» **THE PROBLEM**
Find the string "lines" in the records. Copy every line it appears in.

» **GIVEN RECORDS**

//! Client cart endpoints.

use axum::extract::State;
use std::sync::Arc;

use crate::db::{AddToCartRequest, CartEntry};
use crate::services::cart;
use crate::AppState;

use super::auth::Client;
use super::error::ValidationErrorBuilder;
use super::response::{ApiJson, ApiResponse, ApiResult};
use super::validation::validate_text;

const MAX_PROMO_CODE: usize = 50;

/// GET /api/client/cart
pub async fn list_cart(
    State(state): State<Arc<AppState>>,
    Client(client): Client,
) -> ApiResult<Vec<CartEntry>> {
    Ok(ApiResponse::ok(
        cart::list_cart(&state.db, state.images.as_ref(), &client).await?,
    ))
}

/// POST /api/client/cart
pub async fn add_to_cart(
    State(state): State<Arc<AppState>>,
    Client(client): Client,
    ApiJson(req): ApiJson<AddToCartRequest>,
) -> ApiResult<CartEntry> {
    let promo_code = req
        .promo_code
        .map(|code| code.trim().to_string())
        .filter(|code| !code.is_empty());

    let mut errors = ValidationErrorBuilder::new();
    errors.check("listing_id", validate_text(&req.listing_id, "listing id", 64));
    if let Some(code) = &promo_code {
        errors.check("promo_code", validate_text(code, "promo code", MAX_PROMO_CODE));
    }
    errors.finish()?;

    let entry = cart::add_to_cart(
        &state.db,
        state.images.as_ref(),
        state.clock.as_ref(),
        &client,
        req.listing_id.trim(),
        promo_code,
    )
    .await?;

    Ok(ApiResponse::created("Listing added to cart", entry))
}
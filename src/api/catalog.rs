//! Public catalog endpoints.

use axum::{
    extract::{Path, Query, State},
    Json,
};
use std::sync::Arc;

use crate::db::{CatalogPage, CatalogParams, DaySchedule, FilterOptions};
use crate::services::{availability, catalog, catalog::CatalogQuery};
use crate::AppState;

use super::error::ApiError;
use super::response::{ApiResponse, ApiResult};

/// GET /api/listings
///
/// Returns `{success, data, pagination}` with `pagination` next to `data`.
pub async fn list_listings(
    State(state): State<Arc<AppState>>,
    Query(params): Query<CatalogParams>,
) -> Result<Json<CatalogPage>, ApiError> {
    let query = CatalogQuery::from_params(params, &state.config.catalog)?;
    let (data, pagination) =
        catalog::list_active_listings(&state.db, state.images.as_ref(), &query).await?;

    Ok(Json(CatalogPage {
        success: true,
        data,
        pagination,
    }))
}

/// GET /api/listings/filters
pub async fn filter_options(State(state): State<Arc<AppState>>) -> ApiResult<FilterOptions> {
    Ok(ApiResponse::ok(catalog::filter_options(&state.db).await?))
}

/// GET /api/listings/:id/availability
pub async fn listing_availability(
    State(state): State<Arc<AppState>>,
    Path(id): Path<String>,
) -> ApiResult<Vec<DaySchedule>> {
    Ok(ApiResponse::ok(
        availability::list_availability(&state.db, &id).await?,
    ))
}
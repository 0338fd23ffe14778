//! Error taxonomy for marketplace operations.

use std::collections::HashMap;
use thiserror::Error;

/// Field name to list of messages
pub type FieldErrors = HashMap<String, Vec<String>>;

#[derive(Debug, Error)]
pub enum ServiceError {
    #[error("validation failed")]
    Validation(FieldErrors),

    #[error("invalid credentials")]
    Authentication,

    #[error("{0}")]
    Authorization(String),

    #[error("{0}")]
    NotFound(String),

    #[error("{0}")]
    Conflict(String),

    #[error("{0}")]
    Unavailable(String),

    #[error("{0}")]
    InvalidState(String),

    #[error("database error: {0}")]
    Database(#[from] sqlx::Error),

    #[error("storage error: {0}")]
    Storage(#[from] std::io::Error),

    #[error("internal error: {0}")]
    Internal(String),
}

impl ServiceError {
    /// Validation failure on a single field
    pub fn invalid_field(field: &str, message: impl Into<String>) -> Self {
        let mut errors = FieldErrors::new();
        errors.insert(field.to_string(), vec![message.into()]);
        Self::Validation(errors)
    }

    pub fn not_found(what: &str) -> Self {
        Self::NotFound(format!("{} not found", what))
    }
}

/// Whether a database error is a UNIQUE constraint violation
pub fn is_unique_violation(err: &sqlx::Error) -> bool {
    match err {
        sqlx::Error::Database(db_err) => {
            db_err.is_unique_violation() || db_err.message().contains("UNIQUE constraint failed")
        }
        _ => false,
    }
}

pub type ServiceResult<T> = Result<T, ServiceError>;
mod models;

pub use models::*;

use anyhow::Result;
use sqlx::sqlite::{SqliteConnectOptions, SqliteJournalMode, SqlitePoolOptions, SqliteSynchronous};
use sqlx::{Sqlite, SqlitePool, Transaction};
use std::path::Path;
use std::str::FromStr;
use std::time::Duration;
use tracing::info;

pub type DbPool = SqlitePool;

/// Execute a SQL migration file, properly handling comments
async fn execute_sql(pool: &SqlitePool, sql: &str) -> Result<()> {
    for statement in sql.split(';') {
        // Strip SQL comment lines (lines starting with --)
        let cleaned: String = statement
            .lines()
            .filter(|line| !line.trim().starts_with("--"))
            .collect::<Vec<_>>()
            .join("\n");
        let trimmed = cleaned.trim();
        if !trimmed.is_empty() {
            sqlx::query(trimmed).execute(pool).await?;
        }
    }
    Ok(())
}

/// Begin a transaction that holds the write lock from its first statement.
///
/// A deferred transaction that reads before writing cannot upgrade its lock
/// once another connection has written, and fails with `SQLITE_BUSY` instead
/// of waiting on the busy timeout.
pub async fn begin_write(pool: &SqlitePool) -> sqlx::Result<Transaction<'static, Sqlite>> {
    pool.begin_with("BEGIN IMMEDIATE").await
}

pub async fn init(data_dir: &Path) -> Result<DbPool> {
    let db_path = data_dir.join("autoloc.db");
    let db_url = format!("sqlite:{}", db_path.display());

    info!("Initializing database at {}", db_path.display());

    let options = SqliteConnectOptions::from_str(&db_url)?
        .create_if_missing(true)
        .journal_mode(SqliteJournalMode::Wal)
        .synchronous(SqliteSynchronous::Normal)
        .foreign_keys(true)
        .busy_timeout(Duration::from_secs(5));

    let pool = SqlitePoolOptions::new()
        .max_connections(5)
        .connect_with(options)
        .await?;

    run_migrations(&pool).await?;

    info!("Database initialized successfully");
    Ok(pool)
}

/// Open a private in-memory database.
///
/// The pool holds exactly one connection that never expires, since every
/// SQLite `:memory:` connection is its own database.
pub async fn init_in_memory() -> Result<DbPool> {
    let options = SqliteConnectOptions::from_str("sqlite::memory:")?.foreign_keys(true);

    let pool = SqlitePoolOptions::new()
        .max_connections(1)
        .idle_timeout(None)
        .max_lifetime(None)
        .connect_with(options)
        .await?;

    run_migrations(&pool).await?;
    Ok(pool)
}

async fn run_migrations(pool: &SqlitePool) -> Result<()> {
    info!("Running database migrations...");

    // Migration 001: users, sessions, listings, windows, bookings, carts
    execute_sql(pool, include_str!("../../migrations/001_initial.sql")).await?;

    info!("Migrations completed");
    Ok(())
}
/// Request `window_id` on `date` for `client`.
///
/// The window and its listing are snapshotted into the booking, so the
/// request stays readable after the schedule changes.
pub async fn create_booking(
    db: &SqlitePool,
    store: &dyn ImageStore,
    clock: &dyn Clock,
    client: &User,
    window_id: &str,
    date: NaiveDate,
) -> ServiceResult<BookingResponse> {
    let mut tx = begin_write(db).await?;

    let window = sqlx::query_as::<_, AvailabilityWindow>(
        "SELECT * FROM availability_windows WHERE id = ?",
    )
    .bind(window_id)
    .fetch_optional(&mut *tx)
    .await?
    .ok_or_else(|| ServiceError::not_found("Availability window"))?;

    let listing = sqlx::query_as::<_, Listing>("SELECT * FROM listings WHERE id = ?")
        .bind(&window.listing_id)
        .fetch_one(&mut *tx)
        .await?;

    if !window.active || !listing.active {
        return Err(ServiceError::Unavailable(
            "This time slot is not available for booking".to_string(),
        ));
    }

    if date < clock.today() {
        return Err(ServiceError::invalid_field(
            "date",
            "The date must be today or later.",
        ));
    }
    let day = Day::of_date(date);
    if window.day_enum() != Some(day) {
        return Err(ServiceError::invalid_field(
            "date",
            format!("The date must fall on a {}.", window.day),
        ));
    }

    let date = date.format("%Y-%m-%d").to_string();

    let open: i64 = sqlx::query_scalar(
        r#"
        SELECT COUNT(*) FROM bookings
        WHERE window_id = ? AND user_id = ? AND date = ? AND state <> 'cancelled'
        "#,
    )
    .bind(window_id)
    .bind(&client.id)
    .bind(&date)
    .fetch_one(&mut *tx)
    .await?;
    if open > 0 {
        return Err(duplicate_booking());
    }

    let id = Uuid::new_v4().to_string();
    let now = clock.timestamp();
    let image = listing.image1.as_deref().map(|path| store.url_for(path));

    sqlx::query(
        r#"
        INSERT INTO bookings (id, window_id, listing_id, user_id, owner_id, date, day_name,
                              time_from, time_to, listing_title, car_model, city, price, image,
                              state, feedback_client, feedback_article, created_at, updated_at)
        VALUES (?, ?, ?, ?, ?, ?, ?, ?, ?, ?, ?, ?, ?, ?, 'pending', 'pending', 'pending', ?, ?)
        "#,
    )
    .bind(&id)
    .bind(&window.id)
    .bind(&listing.id)
    .bind(&client.id)
    .bind(&listing.user_id)
    .bind(&date)
    .bind(day.as_str())
    .bind(&window.time_from)
    .bind(&window.time_to)
    .bind(&listing.title)
    .bind(&listing.car_model)
    .bind(&listing.city)
    .bind(listing.price)
    .bind(&image)
    .bind(&now)
    .bind(&now)
    .execute(&mut *tx)
    .await
    .map_err(|e| {
        if is_unique_violation(&e) {
            duplicate_booking()
        } else {
            ServiceError::Database(e)
        }
    })?;

    let booking = fetch_booking(&mut tx, &id).await?;
    tx.commit().await?;

    record_booking(BookingState::Pending);
    info!(
        booking_id = %booking.id,
        user_id = %client.id,
        window_id = %window_id,
        date = %booking.date,
        "Created booking"
    );
    Ok(to_response(booking))
}
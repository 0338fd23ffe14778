//! Domain counters shared by the services and the `/metrics` endpoint.

use metrics::counter;

use crate::db::BookingState;

pub const LISTINGS_TOTAL: &str = "listings_total";
pub const BOOKINGS_TOTAL: &str = "bookings_total";

/// Record a newly created listing.
pub fn record_listing_created() {
    counter!(LISTINGS_TOTAL).increment(1);
}

/// Record a booking entering `state`.
pub fn record_booking(state: BookingState) {
    counter!(BOOKINGS_TOTAL, "state" => state.as_str()).increment(1);
}

#[cfg(test)]
mod tests {
    use super::*;
    use metrics_exporter_prometheus::PrometheusBuilder;

    #[test]
    fn test_booking_counter_is_labelled_by_state() {
        let recorder = PrometheusBuilder::new().build_recorder();
        let handle = recorder.handle();

        metrics::with_local_recorder(&recorder, || {
            record_booking(BookingState::Pending);
            record_booking(BookingState::Pending);
            record_booking(BookingState::Cancelled);
            record_listing_created();
        });

        let rendered = handle.render();
        assert!(rendered.contains(r#"bookings_total{state="pending"} 2"#), "{}", rendered);
        assert!(rendered.contains(r#"bookings_total{state="cancelled"} 1"#), "{}", rendered);
        assert!(rendered.contains("listings_total 1"), "{}", rendered);
    }
}
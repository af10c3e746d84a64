//! Configuration validation.
//!
//! # Responsibilities
//! - Semantic validation (serde handles syntactic)
//! - Check the backend registry (non-empty, unique ids, weights sum to 100)
//! - Validate value ranges (intervals > 0, probe path absolute)
//!
//! # Design Decisions
//! - Returns all validation errors, not just first
//! - Validation is pure function: BalancerConfig → Result<(), Vec<ValidationError>>
//! - Runs before config is accepted into the system

use std::collections::HashSet;

use thiserror::Error;
use url::Url;

use crate::config::schema::{BalancerConfig, ServerConfig};

/// Total that all backend weights must add up to.
pub const WEIGHT_TOTAL: u32 = 100;

/// A single semantic problem with the configuration.
#[derive(Debug, Clone, PartialEq, Eq, Error)]
pub enum ValidationError {
    #[error("server list is empty")]
    NoServers,

    #[error("server id must not be empty")]
    EmptyId,

    #[error("duplicate server id '{0}'")]
    DuplicateId(String),

    #[error("server '{id}' has invalid address '{address}'")]
    InvalidAddress { id: String, address: String },

    #[error("server '{id}' weight {weight} exceeds 100")]
    WeightOutOfRange { id: String, weight: u32 },

    #[error("server weights must sum to 100, got {0}")]
    WeightSum(u32),

    #[error("{0} must be greater than zero")]
    ZeroDuration(&'static str),

    #[error("monitoring path '{0}' must start with '/'")]
    InvalidPath(String),
}

/// Parse a backend address (`host` or `host:port`) into a base URL.
pub fn parse_address(address: &str) -> Option<Url> {
    if address.is_empty() || address.contains('/') {
        return None;
    }
    let url = Url::parse(&format!("http://{}", address)).ok()?;
    url.host_str()?;
    Some(url)
}

/// Check the backend list on its own.
pub fn validate_servers(servers: &[ServerConfig]) -> Vec<ValidationError> {
    let mut errors = Vec::new();
    if servers.is_empty() {
        errors.push(ValidationError::NoServers);
        return errors;
    }

    let mut seen = HashSet::new();
    let mut sum: u32 = 0;
    for server in servers {
        if server.id.is_empty() {
            errors.push(ValidationError::EmptyId);
        } else if !seen.insert(server.id.as_str()) {
            errors.push(ValidationError::DuplicateId(server.id.clone()));
        }
        if parse_address(&server.address).is_none() {
            errors.push(ValidationError::InvalidAddress {
                id: server.id.clone(),
                address: server.address.clone(),
            });
        }
        if server.weight > WEIGHT_TOTAL {
            errors.push(ValidationError::WeightOutOfRange {
                id: server.id.clone(),
                weight: server.weight,
            });
        }
        sum = sum.saturating_add(server.weight);
    }

    if sum != WEIGHT_TOTAL {
        errors.push(ValidationError::WeightSum(sum));
    }
    errors
}

/// Validate a full configuration.
pub fn validate_config(config: &BalancerConfig) -> Result<(), Vec<ValidationError>> {
    let mut errors = validate_servers(&config.servers);

    if config.monitoring.enabled {
        if config.monitoring.interval_ms == 0 {
            errors.push(ValidationError::ZeroDuration("monitoring.interval_ms"));
        }
        if config.monitoring.timeout_ms == 0 {
            errors.push(ValidationError::ZeroDuration("monitoring.timeout_ms"));
        }
        if !config.monitoring.path.starts_with('/') {
            errors.push(ValidationError::InvalidPath(config.monitoring.path.clone()));
        }
    }
    if config.timeouts.request_ms == 0 {
        errors.push(ValidationError::ZeroDuration("timeouts.request_ms"));
    }

    if errors.is_empty() {
        Ok(())
    } else {
        Err(errors)
    }
}

#[cfg(test)]
mod tests {
    use super::*;

    fn servers(weights: &[u32]) -> Vec<ServerConfig> {
        weights
            .iter()
            .enumerate()
            .map(|(i, w)| ServerConfig::new(format!("app{}", i + 1), "127.0.0.1", *w))
            .collect()
    }

    #[test]
    fn test_weights_must_sum_to_hundred() {
        assert!(validate_servers(&servers(&[25, 25, 25, 25])).is_empty());
        assert_eq!(
            validate_servers(&servers(&[25, 25, 25, 24])),
            vec![ValidationError::WeightSum(99)]
        );
    }

    #[test]
    fn test_empty_registry_rejected() {
        assert_eq!(validate_servers(&[]), vec![ValidationError::NoServers]);
    }

    #[test]
    fn test_collects_all_errors() {
        let list = vec![
            ServerConfig::new("a", "127.0.0.1:80", 50),
            ServerConfig::new("a", "not a host/path", 50),
        ];
        let errors = validate_servers(&list);
        assert!(errors.contains(&ValidationError::DuplicateId("a".into())));
        assert!(errors
            .iter()
            .any(|e| matches!(e, ValidationError::InvalidAddress { .. })));
        assert_eq!(errors.len(), 2);
    }

    #[test]
    fn test_parse_address_default_port() {
        let url = parse_address("10.0.0.1").unwrap();
        assert_eq!(url.port_or_known_default(), Some(80));
        let url = parse_address("backend.local:8080").unwrap();
        assert_eq!(url.port(), Some(8080));
        assert!(parse_address("").is_none());
    }

    #[test]
    fn test_monitoring_ranges_checked_only_when_enabled() {
        let mut config = BalancerConfig::builder()
            .server("a", "127.0.0.1", 100)
            .monitoring_interval_ms(0)
            .monitoring_path("health")
            .build();
        let errors = validate_config(&config).unwrap_err();
        assert_eq!(errors.len(), 2);

        config.monitoring.enabled = false;
        assert!(validate_config(&config).is_ok());
    }
}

» **YOUR SOLUTION**
        // Strip SQL comment lines (lines starting with --)
            .lines()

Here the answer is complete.